A blog post by the well-known cryptozoologist Loren Coleman was aimed at creationists who support modern-pterosaur research, but the post was focused on the modern-pterosaur researcher Jonathan Whitcomb, probably because this researcher is so vocal. There are problems with Mr. Coleman’s reasoning, which I would like to explain.
Loren Coleman has said, “Cryptozoology used in the support of extreme, unsupportable theories of creationism is unscientific and, perhaps, worse.” But Coleman fails to consider critical details, and that failure seems to have severely clouded his vision or visa versa.
Look at this particular researcher mentioned by Coleman: Jonathan Whitcomb. Those who have read his books know that he is not a Young Earth Creationist, at least he believes in a universe much older than the 6,000 years supported by many YEC’s. Perhaps Coleman did not look deeply enough, failing to do his own thorough research, before passing judgement. Also, Coleman seems to stray far afield from the subject: eyewitness sightings of modern living pterosaurs.
“Cryptozoology used in the support of . . .” seems to imply that some cryptozoologists are objective and others, having personal agendas, are biased. Has Coleman forgotten the ageless truth that humans are, by their nature, imperfect and subject to personal bias? Has he considered that everything each of us does or says is influenced by deep motivations based on our unique characteristics, and that improper use of anything is not restricted to those whose philosophical beliefs differ from our own?

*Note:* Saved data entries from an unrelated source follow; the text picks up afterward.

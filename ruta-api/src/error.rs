use axum::{
    http::StatusCode,
    response::{IntoResponse, Response},
    Json,
};
use ruta_domain::EngineError;
use serde_json::json;

#[derive(Debug)]
pub enum AppError {
    Engine(EngineError),
    Internal(anyhow::Error),
}

impl From<EngineError> for AppError {
    fn from(err: EngineError) -> Self {
        Self::Engine(err)
    }
}

impl From<anyhow::Error> for AppError {
    fn from(err: anyhow::Error) -> Self {
        Self::Internal(err)
    }
}

impl IntoResponse for AppError {
    fn into_response(self) -> Response {
        match self {
            AppError::Engine(err) => {
                let status = match &err {
                    EngineError::TripNotFound | EngineError::SeatNotFound => StatusCode::NOT_FOUND,
                    EngineError::TripUnavailable { .. }
                    | EngineError::SeatLocked { .. }
                    | EngineError::SeatBooked { .. }
                    | EngineError::LeaseExpired { .. } => StatusCode::CONFLICT,
                    EngineError::MissingSeatRows
                    | EngineError::InvalidToken { .. }
                    | EngineError::TokenExpired
                    | EngineError::PassengerMismatch { .. }
                    | EngineError::DuplicateSeatCode { .. }
                    | EngineError::DuplicateSeatId { .. }
                    | EngineError::EmptySeatSelection => StatusCode::BAD_REQUEST,
                    EngineError::Database(_) => StatusCode::INTERNAL_SERVER_ERROR,
                };

                if status == StatusCode::INTERNAL_SERVER_ERROR {
                    tracing::error!("Internal Server Error: {}", err);
                    return (
                        status,
                        Json(json!({ "error": "INTERNAL", "message": "Internal Server Error" })),
                    )
                        .into_response();
                }

                let mut body = json!({
                    "error": err.code(),
                    "message": err.to_string(),
                });
                if let Some(seat) = err.seat() {
                    body["seat"] = json!(seat);
                }
                if let Some(until) = err.locked_until() {
                    body["lockedUntil"] = json!(until.to_rfc3339());
                }

                (status, Json(body)).into_response()
            }
            AppError::Internal(err) => {
                tracing::error!("Internal Server Error: {}", err);
                (
                    StatusCode::INTERNAL_SERVER_ERROR,
                    Json(json!({ "error": "INTERNAL", "message": "Internal Server Error" })),
                )
                    .into_response()
            }
        }
    }
}

#[cfg(test)]
mod tests {
    use super::*;
    use axum::body::to_bytes;
    use chrono::Utc;
    use serde_json::Value;

    async fn body_json(response: Response) -> Value {
        let bytes = to_bytes(response.into_body(), usize::MAX)
            .await
            .expect("reads body");
        serde_json::from_slice(&bytes).expect("json body")
    }

    #[tokio::test]
    async fn conflict_body_names_seat_and_deadline() {
        let until = Utc::now();
        let response = AppError::from(EngineError::SeatLocked {
            seat: "A1".into(),
            locked_until: until,
        })
        .into_response();
        assert_eq!(response.status(), StatusCode::CONFLICT);

        let body = body_json(response).await;
        assert_eq!(body["error"], "SEAT_LOCKED");
        assert_eq!(body["seat"], "A1");
        assert_eq!(body["lockedUntil"], until.to_rfc3339());
        assert!(body["message"].as_str().expect("message").contains("A1"));
    }

    #[tokio::test]
    async fn booked_conflict_names_seat_without_deadline() {
        let response =
            AppError::from(EngineError::SeatBooked { seat: "C4".into() }).into_response();
        assert_eq!(response.status(), StatusCode::CONFLICT);

        let body = body_json(response).await;
        assert_eq!(body["error"], "SEAT_BOOKED");
        assert_eq!(body["seat"], "C4");
        assert!(body.get("lockedUntil").is_none());
    }

    #[tokio::test]
    async fn database_errors_do_not_leak_detail() {
        let response =
            AppError::from(EngineError::database("password for role ruta")).into_response();
        assert_eq!(response.status(), StatusCode::INTERNAL_SERVER_ERROR);

        let body = body_json(response).await;
        assert_eq!(body["error"], "INTERNAL");
        assert!(!body.to_string().contains("password"));
    }

    #[tokio::test]
    async fn token_failures_are_bad_requests() {
        let response = AppError::from(EngineError::TokenExpired).into_response();
        assert_eq!(response.status(), StatusCode::BAD_REQUEST);
        assert_eq!(body_json(response).await["error"], "TOKEN_EXPIRED");

        let response = AppError::from(EngineError::InvalidToken {
            reason: "InvalidSignature".into(),
        })
        .into_response();
        assert_eq!(response.status(), StatusCode::BAD_REQUEST);
        assert_eq!(body_json(response).await["error"], "TOKEN_INVALID");
    }
}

When Coleman says, “unsupportable theories of creationism,” I really begin to wonder what he has read by Whitcomb. Searching for Ropens, the first book written by Whitcomb, does support belief in God and belief in the Bible as the word of God; but the theories mentioned in that book are mostly related to the General Theory of Evolution. He even gives mathematical evidence to discredit Darwin’s Common Ancestry concept. Whitcomb does not propose any theory of creationism nearly as much as he points out problems with Darwin’s theory. To top it off, why does Coleman say “unsupportable theories,” when Whitcomb explains the mathematical basis for doubting Darwin? Mathematical concepts can be checked out and tested; microbes evolving into humans over many millions of years cannot be tested.

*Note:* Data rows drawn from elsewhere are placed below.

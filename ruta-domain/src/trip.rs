use chrono::{DateTime, Utc};
use serde::{Deserialize, Serialize};
use uuid::Uuid;

use crate::error::EngineError;

#[derive(Debug, Clone, Copy, PartialEq, Eq, Serialize, Deserialize)]
#[serde(rename_all = "lowercase")]
pub enum TripStatus {
    Scheduled,
    Departed,
    Cancelled,
}

impl TripStatus {
    pub fn as_str(&self) -> &'static str {
        match self {
            TripStatus::Scheduled => "scheduled",
            TripStatus::Departed => "departed",
            TripStatus::Cancelled => "cancelled",
        }
    }

    pub fn parse(s: &str) -> Option<Self> {
        match s {
            "scheduled" => Some(TripStatus::Scheduled),
            "departed" => Some(TripStatus::Departed),
            "cancelled" => Some(TripStatus::Cancelled),
            _ => None,
        }
    }
}

/// A trip as the engine sees it: the immutable catalog row joined with the
/// activity flags of its bus and operator. The engine only reads trips.
#[derive(Debug, Clone, Serialize, Deserialize)]
#[serde(rename_all = "camelCase")]
pub struct Trip {
    pub id: Uuid,
    pub bus_id: Uuid,
    pub origin: String,
    pub destination: String,
    pub departure_at: DateTime<Utc>,
    pub base_price_cents: i64,
    pub status: TripStatus,
    pub bus_active: bool,
    pub operator_active: bool,
}

impl Trip {
    /// Fail-fast eligibility check shared by the lock and booking paths.
    pub fn ensure_bookable(&self, now: DateTime<Utc>) -> Result<(), EngineError> {
        if self.status != TripStatus::Scheduled {
            return Err(EngineError::TripUnavailable {
                reason: format!("trip is {}", self.status.as_str()),
            });
        }
        if self.departure_at <= now {
            return Err(EngineError::TripUnavailable {
                reason: "trip has already departed".to_string(),
            });
        }
        if !self.bus_active {
            return Err(EngineError::TripUnavailable {
                reason: "bus is inactive".to_string(),
            });
        }
        if !self.operator_active {
            return Err(EngineError::TripUnavailable {
                reason: "operator is inactive".to_string(),
            });
        }
        Ok(())
    }
}

#[cfg(test)]
mod tests {
    use super::*;
    use chrono::Duration;

    fn trip(status: TripStatus, departure_offset_secs: i64) -> Trip {
        Trip {
            id: Uuid::new_v4(),
            bus_id: Uuid::new_v4(),
            origin: "La Paz".into(),
            destination: "Oruro".into(),
            departure_at: Utc::now() + Duration::seconds(departure_offset_secs),
            base_price_cents: 3500,
            status,
            bus_active: true,
            operator_active: true,
        }
    }

    #[test]
    fn scheduled_future_trip_is_bookable() {
        assert!(trip(TripStatus::Scheduled, 3600).ensure_bookable(Utc::now()).is_ok());
    }

    #[test]
    fn cancelled_or_departed_trip_is_not() {
        for status in [TripStatus::Cancelled, TripStatus::Departed] {
            let err = trip(status, 3600).ensure_bookable(Utc::now()).unwrap_err();
            assert_eq!(err.code(), "TRIP_UNAVAILABLE");
        }
    }

    #[test]
    fn past_departure_is_not_bookable() {
        let err = trip(TripStatus::Scheduled, -60).ensure_bookable(Utc::now()).unwrap_err();
        assert_eq!(err.code(), "TRIP_UNAVAILABLE");
    }

    #[test]
    fn inactive_bus_or_operator_is_not_bookable() {
        let mut t = trip(TripStatus::Scheduled, 3600);
        t.bus_active = false;
        assert!(t.ensure_bookable(Utc::now()).is_err());

        let mut t = trip(TripStatus::Scheduled, 3600);
        t.operator_active = false;
        assert!(t.ensure_bookable(Utc::now()).is_err());
    }
}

Coleman seems to have fallen into the trap of bulverism: pointing out supposed faults in the person with whom one disagrees, rather than becoming involved in reasoning. “Bulverism” is a word invented by C. S. Lewis long ago, but that subject is a bit off topic. Use Google with: bulverism pterosaurs.

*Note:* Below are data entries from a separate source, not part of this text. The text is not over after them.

use chrono::{DateTime, Utc};
use ruta_domain::trip::{Trip, TripStatus};
use ruta_domain::EngineError;
use sqlx::PgExecutor;
use uuid::Uuid;

#[derive(sqlx::FromRow)]
struct TripRow {
    id: Uuid,
    bus_id: Uuid,
    origin: String,
    destination: String,
    departure_at: DateTime<Utc>,
    base_price_cents: i64,
    status: String,
    bus_active: bool,
    operator_active: bool,
}

impl TripRow {
    fn into_trip(self) -> Result<Trip, EngineError> {
        let status = TripStatus::parse(&self.status)
            .ok_or_else(|| EngineError::database(format!("unknown trip status {}", self.status)))?;
        Ok(Trip {
            id: self.id,
            bus_id: self.bus_id,
            origin: self.origin,
            destination: self.destination,
            departure_at: self.departure_at,
            base_price_cents: self.base_price_cents,
            status,
            bus_active: self.bus_active,
            operator_active: self.operator_active,
        })
    }
}

pub struct TripRepository;

impl TripRepository {
    /// Fetches a trip joined with the activity flags of its bus and
    /// operator. Callable on the pool or inside a transaction.
    pub async fn fetch<'e, E>(executor: E, trip_id: Uuid) -> Result<Option<Trip>, EngineError>
    where
        E: PgExecutor<'e>,
    {
        let row: Option<TripRow> = sqlx::query_as(
            r#"
            SELECT t.id, t.bus_id, t.origin, t.destination, t.departure_at,
                   t.base_price_cents, t.status,
                   b.active AS bus_active, o.active AS operator_active
            FROM trips t
            JOIN buses b ON b.id = t.bus_id
            JOIN operators o ON o.id = b.operator_id
            WHERE t.id = $1
            "#,
        )
        .bind(trip_id)
        .fetch_optional(executor)
        .await
        .map_err(EngineError::database)?;

        row.map(TripRow::into_trip).transpose()
    }
}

Before condemning creationists or rejecting outright their scientific or cryptozoological research, remember the accomplishements of Sir Isaac Newton. Also remember that he may have spent more time studying the Bible than working in science. He believed in literal interpretations of Biblical scripture, and his judgement seems to have been none the worse for his Christian faith. Remember that.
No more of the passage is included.